Norda and Donald married in 1984, and subsequently had two children. The parties separated in late March 1995, and Norda filed a petition for dissolution of marriage on March 27, 1995.

On March 29, 1995, Norda filed an order to show cause regarding custody, visitation, and child and spousal support. Donalds income and expense declaration stated his 1994 income was $ 200,000. On April 24, 1995, the trial court ordered Donald to pay $1,300 in spousal support and $2,952 in child support each month, commencing May 1, 1995, and also to pay the mortgage on the family home. These findings were embodied in a pendente lite order filed on July 17, 1995.

Pursuant to Nordas request, the court modified its prior order and required Donald to pay $2,932 in monthly child support, and $1,466 as monthly spousal support, commencing August 15, 1995. The support order took into account the fact that the family residence had been sold, the proceeds from which the court ordered placed in a trust account. The court "reserve[d] jurisdiction to modify this order retroactive to March 1, 1995." The court ordered Donald to produce his 1993 and 1994 income tax returns for his business, and complete bank statements.

Throughout her opening brief, Norda refers to this order as the August 7, 1995 order, the date on which the matter was heard, but the order was actually filed on December 1, 1995.

On June 10, 1996, Donald filed an order to show cause to modify his child and spousal support, claiming that for the preceding year his business lost over $17,800 per month. In August 1996, Norda filed a motion seeking prospective and retroactive modification of child and spousal support, contending that Donald had knowingly provided false information to the court with regard to his income. Donald filed opposition. The matters were consolidated for hearing.

On November 18, 1996, the court ruled that there was no showing of extrinsic fraud and denied Nordas request for a retroactive increase in Donalds support obligation. Instead, the court reduced Donalds support obligation by half, ordering him to pay child support in the amount of $1,408 per month, and spousal support of $825 per month, commencing November 1, 1996.

Norda filed a motion for reconsideration on November 27, 1996, contending that she recently acquired Donalds 1995 federal income tax return and learned that Donald earned $313,000 that year and had understated his income by $40,966 per month. Donald filed opposition to the motion for reconsideration on December 10, 1996.

The trial court issued a summary denial of Nordas motion for reconsideration on December 18, 1996. On January 22, 1997, Norda appealed from the order of November 18, 1996, denying her motion for retroactive modification of support and from the order denying her motion for reconsideration. In an opinion filed September 30, 1998, we dismissed the appeal from both orders as untimely. (In re Marriage of Freeman (B109568).)

On January 7, 1997, Norda filed another order to show cause to modify child and spousal support. Donald filed opposition. The parties stipulated to the appointment of a discovery referee, and of an independent forensic accountant. The matter was placed off calendar.

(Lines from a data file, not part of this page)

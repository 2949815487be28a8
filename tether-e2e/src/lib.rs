//! Shared harness for the end-to-end tests: a broker on a temp socket
//! backed by the loopback driver.

use std::path::PathBuf;
use std::sync::Arc;
use std::time::Duration;

use tether_gateway::loopback::{GuildFixture, LoopbackFactory, LoopbackWorld};
use tether_router::{Router, RouterConfig};
use tether_transport::UnixSocketServer;

pub struct Harness {
    pub factory: Arc<LoopbackFactory>,
    pub router: Arc<Router>,
    pub socket: PathBuf,
    _dir: tempfile::TempDir,
}

/// Start a broker over a fresh temp socket.
pub async fn start(factory: LoopbackFactory) -> Harness {
    let dir = tempfile::tempdir().expect("temp dir");
    let socket = dir.path().join("broker.sock");

    let factory = Arc::new(factory);
    let router = Arc::new(Router::new(RouterConfig::default(), factory.clone()));
    let server = UnixSocketServer::bind(&socket).expect("bind socket");

    let serving = router.clone();
    tokio::spawn(async move {
        let _ = serving.serve_on(server).await;
    });

    Harness {
        factory,
        router,
        socket,
        _dir: dir,
    }
}

/// The fixture world most tests run against.
pub fn default_world() -> LoopbackWorld {
    LoopbackWorld::new("bot-user").with_guild(
        GuildFixture::new("g1", "Guild One")
            .with_channel("c1", "general")
            .with_channel("c2", "ops")
            .with_role("r1", "mods")
            .with_member("u1", &["r1"]),
    )
}

/// Poll until `probe` succeeds or two seconds pass.
pub async fn wait_until<T>(mut probe: impl FnMut() -> Option<T>) -> T {
    for _ in 0..200 {
        if let Some(value) = probe() {
            return value;
        }
        tokio::time::sleep(Duration::from_millis(10)).await;
    }
    panic!("condition not reached within deadline");
}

In September 1998, Norda brought an order to show cause to reset her motion for retroactive modification of child and spousal support and to compel appointment of a receiver for Donalds business. Donald filed opposition. After hearing argument on September 28, 1998, the court denied Nordas requests.

The forensic accountant issued its report on December 7, 1998. The parties stipulated to the admission of the report without further foundation or authentication, subject to cross-examination at trial.

On September 24, 1999, Norda filed another order to show cause seeking retroactive and prospective modification of child and spousal support, attorney fees, and appointment of a receiver. Donald filed a declaration in response. Norda then filed a reply to the opposition.

The matter was heard on October 19, 1999. On November 22, 1999, the court entered an order denying Nordas request for retroactive modification of support and the appointment of a receiver. It increased Donalds child support obligation to $2,553 per month, and eliminated spousal support. The accounting firm had not completed an accounting for the years 1998 and 1999, however the trial court denied Nordas request to continue the firms appointment to permit it to do so. The court reserved for trial the issue of Nordas request for attorney fees.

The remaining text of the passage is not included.